Yea,,, so you need to stay away from the river and the cat ,,,


----------



## BowanaLee (May 5, 2013)

Dang, same day as RAC.  I was hoping for a 3-D weekend to make up for all this rain.


----------



## Dyrewulf (May 5, 2013)

RAC is a two day shoot, isn't it?


----------



## BowanaLee (May 5, 2013)

Dyrewulf said:


> RAC is a two day shoot, isn't it?



Don't think so ?


----------



## solocam678 (May 5, 2013)

bowanna said:


> Dang, same day as RAC.  I was hoping for a 3-D weekend to make up for all this rain.



Me too...


----------



## hound dog (May 6, 2013)

Dyrewulf said:


> RAC is a two day shoot, isn't it?



Nope RAC is only one day SAT. MAY 11


----------



## GaBuckSlammer (May 6, 2013)

Should be there Saturday! Mother's Day weekend has it pinched but gotta do what I can. After two weeks of from shooting I hope I don't lose too many arrows.


----------



## killitgrillit (May 6, 2013)

GaBuckSlammer said:


> Should be there Saturday! Mother's Day weekend has it pinched but gotta do what I can. After two weeks of from shooting I hope I don't lose too many arrows.

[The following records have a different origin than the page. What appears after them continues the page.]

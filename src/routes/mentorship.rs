use actix_web::{http::header, web, HttpRequest, HttpResponse, Responder};
use validator::Validate;

use crate::auth::TokenVerifier;
use crate::models::{ErrorResponse, HealthResponse, RecommendMentorsQuery, RecommendMentorsResponse};
use crate::services::{MentorRecommender, RecommendError};

/// Application state shared across all handlers
#[derive(Clone)]
pub struct AppState {
    pub recommender: MentorRecommender,
    pub verifier: TokenVerifier,
    pub default_limit: usize,
}

/// Configure all mentorship routes
pub fn configure(cfg: &mut web::ServiceConfig) {
    cfg
        .route("/health", web::get().to(health_check))
        .route("/mentorship/recommendations", web::get().to(recommend_mentors));
}

fn error_response(status_code: u16, error: &str, message: String) -> ErrorResponse {
    ErrorResponse {
        error: error.to_string(),
        message,
        status_code,
    }
}

/// Health check endpoint
async fn health_check(state: web::Data<AppState>) -> impl Responder {
    let healthy = match state.recommender.repository().health_check().await {
        Ok(healthy) => healthy,
        Err(e) => {
            tracing::warn!("Repository health check failed: {}", e);
            false
        }
    };

    let status = if healthy { "healthy" } else { "degraded" };

    HttpResponse::Ok().json(HealthResponse {
        status: status.to_string(),
        version: env!("CARGO_PKG_VERSION").to_string(),
        timestamp: chrono::Utc::now(),
    })
}

/// Recommend mentors for the authenticated mentee
///
/// GET /api/v1/mentorship/recommendations?limit=5
///
/// Response body:
/// ```json
/// { "recommended_mentors": [ { "id": 7, "similarityScore": 8.5, ... } ] }
/// ```
async fn recommend_mentors(
    state: web::Data<AppState>,
    query: web::Query<RecommendMentorsQuery>,
    http_req: HttpRequest,
) -> impl Responder {
    let auth_header = http_req
        .headers()
        .get(header::AUTHORIZATION)
        .and_then(|value| value.to_str().ok());

    let mentee_id = match state.verifier.verify_header(auth_header) {
        Ok(id) => id,
        Err(e) => {
            tracing::info!("Rejected recommendation request on {}: {}", http_req.path(), e);
            return HttpResponse::Unauthorized().json(error_response(
                401,
                "Unauthorized",
                e.to_string(),
            ));
        }
    };

    if let Err(errors) = query.validate() {
        tracing::info!("Validation failed for recommendation request: {:?}", errors);
        return HttpResponse::BadRequest().json(error_response(
            400,
            "Validation failed",
            errors.to_string(),
        ));
    }

    let limit = query.effective_limit(state.default_limit);

    tracing::info!("Recommending mentors for mentee: {}, limit: {}", mentee_id, limit);

    match state.recommender.recommend_mentors(mentee_id, limit).await {
        Ok(recommended_mentors) => {
            tracing::info!(
                "Returning {} mentors for mentee {}",
                recommended_mentors.len(),
                mentee_id
            );
            HttpResponse::Ok().json(RecommendMentorsResponse { recommended_mentors })
        }
        Err(e @ RecommendError::MenteeNotFound(_)) => {
            HttpResponse::NotFound().json(error_response(404, "Mentee not found", e.to_string()))
        }
        Err(e @ RecommendError::NotMentee(_)) => {
            HttpResponse::BadRequest().json(error_response(400, "Not a mentee", e.to_string()))
        }
        Err(e @ RecommendError::Repository(_)) => {
            tracing::error!("Failed to recommend mentors for {}: {}", mentee_id, e);
            HttpResponse::InternalServerError().json(error_response(
                500,
                "Failed to recommend mentors",
                e.to_string(),
            ))
        }
    }
}
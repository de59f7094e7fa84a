// Service exports
pub mod memory;
pub mod postgres;
pub mod recommender;
pub mod repository;

pub use memory::InMemoryRepository;
pub use postgres::PostgresClient;
pub use recommender::{MentorRecommender, RecommendError, DEFAULT_RECOMMENDATION_LIMIT};
pub use repository::{MentorRepository, RepositoryError};
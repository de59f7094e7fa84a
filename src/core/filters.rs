use chrono::{DateTime, Utc};
use std::collections::HashSet;

use crate::models::{Candidate, Connection, Profile, UserId};

/// Compute the set of mentors that must never be recommended to a mentee
///
/// Every mentor with a pending or accepted connection to the mentee is
/// excluded. A rejected connection does not exclude.
pub fn exclusion_set(mentee_id: UserId, connections: &[Connection]) -> HashSet<UserId> {
    connections
        .iter()
        .filter(|c| c.mentee_id == mentee_id && c.status.blocks_recommendation())
        .map(|c| c.mentor_id)
        .collect()
}

/// Most recent connection creation time naming this user as mentor, across all mentees
pub fn last_matched_at(mentor_id: UserId, connections: &[Connection]) -> Option<DateTime<Utc>> {
    connections
        .iter()
        .filter(|c| c.mentor_id == mentor_id)
        .map(|c| c.created_at)
        .max()
}

/// Check whether a candidate may be recommended to the mentee
///
/// Candidates must hold the mentor role, must not be the mentee, and must
/// not be in the mentee's exclusion set.
#[inline]
pub fn is_eligible_candidate(
    mentee: &Profile,
    candidate: &Candidate,
    exclusion: &HashSet<UserId>,
) -> bool {
    let profile = &candidate.profile;

    if !profile.roles.is_mentor() {
        return false;
    }

    if profile.id == mentee.id {
        return false;
    }

    !exclusion.contains(&profile.id)
}

#[cfg(test)]
mod tests {
    use super::*;
    use crate::models::{ConnectionStatus, Role, RoleSet, Seniority};
    use chrono::TimeZone;

    fn ts(day: u32) -> DateTime<Utc> {
        Utc.with_ymd_and_hms(2024, 3, day, 12, 0, 0).unwrap()
    }

    fn connection(mentor_id: UserId, mentee_id: UserId, status: ConnectionStatus, day: u32) -> Connection {
        Connection {
            mentor_id,
            mentee_id,
            status,
            created_at: ts(day),
        }
    }

    fn create_profile(id: UserId, roles: RoleSet) -> Profile {
        Profile {
            id,
            name: format!("User {}", id),
            roles,
            expertise: vec!["backend".to_string()],
            profession: None,
            seniority: Seniority::Entry,
            country: None,
            preferred_language: None,
        }
    }

    fn create_candidate(id: UserId, roles: RoleSet) -> Candidate {
        Candidate {
            profile: create_profile(id, roles),
            last_matched_at: None,
        }
    }

    #[test]
    fn test_exclusion_set_skips_rejected() {
        let connections = vec![
            connection(10, 1, ConnectionStatus::Pending, 1),
            connection(11, 1, ConnectionStatus::Accepted, 2),
            connection(12, 1, ConnectionStatus::Rejected, 3),
            connection(13, 2, ConnectionStatus::Accepted, 4),
        ];

        let excluded = exclusion_set(1, &connections);

        assert_eq!(excluded.len(), 2);
        assert!(excluded.contains(&10));
        assert!(excluded.contains(&11));
        assert!(!excluded.contains(&12));
        assert!(!excluded.contains(&13));
    }

    #[test]
    fn test_last_matched_at_spans_all_mentees() {
        let connections = vec![
            connection(10, 1, ConnectionStatus::Rejected, 1),
            connection(10, 2, ConnectionStatus::Pending, 9),
            connection(10, 3, ConnectionStatus::Accepted, 4),
            connection(11, 1, ConnectionStatus::Accepted, 20),
        ];

        assert_eq!(last_matched_at(10, &connections), Some(ts(9)));
        assert_eq!(last_matched_at(11, &connections), Some(ts(20)));
        assert_eq!(last_matched_at(12, &connections), None);
    }

    #[test]
    fn test_candidate_must_be_mentor() {
        let mentee = create_profile(1, RoleSet::new().with(Role::Mentee));
        let excluded = HashSet::new();

        let mentor = create_candidate(2, RoleSet::new().with(Role::Mentor));
        let other_mentee = create_candidate(3, RoleSet::new().with(Role::Mentee));

        assert!(is_eligible_candidate(&mentee, &mentor, &excluded));
        assert!(!is_eligible_candidate(&mentee, &other_mentee, &excluded));
    }

    #[test]
    fn test_self_is_never_eligible() {
        let both = RoleSet::new().with(Role::Mentor).with(Role::Mentee);
        let mentee = create_profile(1, both.clone());
        let candidate = create_candidate(1, both);

        assert!(!is_eligible_candidate(&mentee, &candidate, &HashSet::new()));
    }

    #[test]
    fn test_excluded_candidate_filtered() {
        let mentee = create_profile(1, RoleSet::new().with(Role::Mentee));
        let candidate = create_candidate(2, RoleSet::new().with(Role::Mentor));
        let excluded: HashSet<UserId> = [2].into_iter().collect();

        assert!(!is_eligible_candidate(&mentee, &candidate, &excluded));
    }
}
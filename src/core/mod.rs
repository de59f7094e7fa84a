// Core algorithm exports
pub mod filters;
pub mod matcher;
pub mod overlap;
pub mod scoring;

pub use filters::{exclusion_set, is_eligible_candidate, last_matched_at};
pub use matcher::{Matcher, RankResult};
pub use overlap::{expertise_overlap, jaccard, normalize_tag, normalize_tags};
pub use scoring::calculate_similarity;
//! Mentor Match - mentor recommendation service for the mentorship network
//!
//! Ranks candidate mentors for a mentee by an additive similarity score,
//! excluding mentors the mentee already has a pending or accepted connection
//! with, and spreading ties toward mentors who have gone longest unmatched.

pub mod auth;
pub mod config;
pub mod core;
pub mod models;
pub mod routes;
pub mod services;

// Re-export commonly used types
pub use core::{Matcher, calculate_similarity};
pub use models::{Candidate, Profile, ScoredCandidate, ScoringWeights, RecommendMentorsResponse};
pub use services::{InMemoryRepository, MentorRecommender, MentorRepository, RecommendError};

#[cfg(test)]
mod tests {
    use super::*;

    #[test]
    fn test_library_exports() {
        let matcher = Matcher::default();
        assert_eq!(matcher.weights().expertise, 3.0);
    }
}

U can shoot with us Bobo, I'm good at finding arrows because Chuck always shoots with us ;-)


----------



## GaBuckSlammer (May 6, 2013)

killitgrillit said:


> U can shoot with us Bobo, I'm good at finding arrows because Chuck always shoots with us ;-)


----------



## passthru24 (May 6, 2013)

GaBuckSlammer said:


> Should be there Saturday! Mother's Day weekend has it pinched but gotta do what I can. After two weeks of from shooting I hope I don't lose too many arrows.



Is the crayon eater coming with you ? Cause I don't want to hunt his arrows to ,,,


----------



## GaBuckSlammer (May 6, 2013)

passthru24 said:


> Is the crayon eater coming with you ? Cause I don't want to hunt his arrows to ,,,




Not sure bout that. Hahahaha.


----------



## elsberryshooter (May 6, 2013)

looking   forward to coming over this Saturday shooting with some great folks !


----------



## passthru24 (May 6, 2013)

GaBuckSlammer said:


> Not sure bout that. Hahahaha.



Don will be so disappointed,,,,


----------



## killitgrillit (May 6, 2013)

passthru24 said:


> Don will be so disappointed,,,,



I was hoping he would have some different flavors than I have to try.


----------



## deerehauler (May 7, 2013)

killitgrillit said:


> I was hoping he would have some different flavors than I have to try.



Oh dnag they come in flavors!!


----------



## passthru24 (May 7, 2013)

deerehauler said:


> Oh dnag they come in flavors!!



Yea,,,All kinds of flavors,,,you and Keith will be lost,,


----------



## braves0624 (May 7, 2013)

passthru24 said:


> Yea,,,All kinds of flavors,,,you and Keith will be lost,,



Yeah,,,I like the green ones(green apple) You like APPLES,,,


----------



## killitgrillit (May 7, 2013)

I love apples even horse apples


----------



## passthru24 (May 7, 2013)

Hey guys their is another post going on about a beat down at 323 at 9am, looks like we will have to go late. I can't take anymore beat downs,, but I will had out some apples


----------



## GaBuckSlammer (May 7, 2013)

passthru24 said:


> Hey guys their is another post going on about a beat down at 323 at 9am, looks like we will have to go late. I can't take anymore beat downs,, but I will had out some apples


----------



## Dyrewulf (May 7, 2013)

Just remember, I'm on MIDNIGHT turn this week, we're setting the course tomorrow, so I'll have to re-check and make sure I didn't put any south-end shots on a north-bound target....


----------



## killitgrillit (May 7, 2013)

Dyrewulf said:


> Just remember, I'm on MIDNIGHT turn this week, we're setting the course tomorrow, so I'll have to re-check and make sure I didn't put any south-end shots on a north-bound target....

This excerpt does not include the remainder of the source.